- Work task -
Give back the line that contains "assert!(fresh.probe(&candidates[0]).await.is_ok());" and every following line, exactly as they appear, through the end of the data.

- Given data -
######
// ============================================================================
// Lifecycle
// ============================================================================

#[tokio::test]
async fn test_suspend_silences_node_and_resume_republishes() {
    let mut mesh = LoopbackMesh::new(5).await;
    mesh.connect_all();
    let owner = mesh.node(0).clone();
    owner
        .put(b"owned", b"mine".to_vec(), 0, 1, ReplicationControl::new(4, 0), true)
        .await
        .expect("put");

    owner.set_suspended(true);
    assert_eq!(owner.state(), DhtState::Suspended);
    let asker = mesh.node(1).control().clone();
    assert!(asker.ping(&owner.local_contact(), Priority::High).await.is_err());

    let late = mesh.add_node(DhtConfig::default()).await;
    mesh.connect_all();
    assert!(late.control().database().stored_values().is_empty());

    owner.set_suspended(false);
    assert!(asker.ping(&owner.local_contact(), Priority::High).await.is_ok());
    let deadline = tokio::time::Instant::now() + Duration::from_secs(3);
    while late.control().database().stored_values().is_empty() {
        assert!(tokio::time::Instant::now() < deadline, "resume did not republish");
        tokio::time::sleep(Duration::from_millis(20)).await;
    }
    assert_eq!(late.control().database().stored_values()[0].payload, b"mine");

    mesh.destroy().await;
}

#[derive(Default)]
struct Announcements {
    available: Mutex<Vec<u64>>,
}

impl DhtListener for Announcements {
    fn on_event(&self, event: &DhtEvent) -> Result<(), ListenerError> {
        if let DhtEvent::SpeedTesterAvailable(tester) = event {
            self.available.lock().unwrap().push(tester.id());
        }
        Ok(())
    }
}

#[derive(Default)]
struct HostState(AtomicBool);

impl RunStateSource for HostState {
    fn is_sleeping(&self) -> bool {
        self.0.load(Ordering::SeqCst)
    }
}

#[tokio::test]
async fn test_sleep_suppresses_speed_tester_until_wake() {
    let mut mesh = LoopbackMesh::new(3).await;
    let host = Arc::new(HostState::default());
    let transport = mesh.network.create_transport(NodeId::random(), 7);
    let dht = Dht::with_transport(
        transport,
        DhtOptions::new(DhtConfig::default())
            .with_run_state(host.clone())
            .without_timers(),
    )
    .await
    .unwrap();
    mesh.nodes.push(dht.clone());
    mesh.connect_all();

    let first = Arc::new(Announcements::default());
    let second = Arc::new(Announcements::default());
    dht.add_listener(first.clone());
    dht.add_listener(second.clone());
    let original = dht.speed_tester().unwrap();
    assert_eq!(*first.available.lock().unwrap(), [original.id()]);

    host.0.store(true, Ordering::SeqCst);
    dht.run_state_changed();
    assert!(original.is_destroyed());
    assert!(dht.speed_tester().is_none());
    dht.run_state_changed();
    dht.set_suspended(true);
    dht.set_suspended(false);
    assert_eq!(first.available.lock().unwrap().len(), 1);

    host.0.store(false, Ordering::SeqCst);
    dht.run_state_changed();
    dht.run_state_changed();
    let fresh = dht.speed_tester().unwrap();
    for listener in [&first, &second] {
        assert_eq!(*listener.available.lock().unwrap(), [original.id(), fresh.id()]);
    }
    assert_eq!(dht.state(), DhtState::Active);

    let candidates = fresh.candidates(10);
    assert_eq!(candidates.len(), 3);
    assert!(fresh.probe(&candidates[0]).await.is_ok());

    mesh.destroy().await;
    assert!(fresh.is_destroyed());
}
######
- Output below -
    assert!(fresh.probe(&candidates[0]).await.is_ok());

    mesh.destroy().await;
    assert!(fresh.is_destroyed());
}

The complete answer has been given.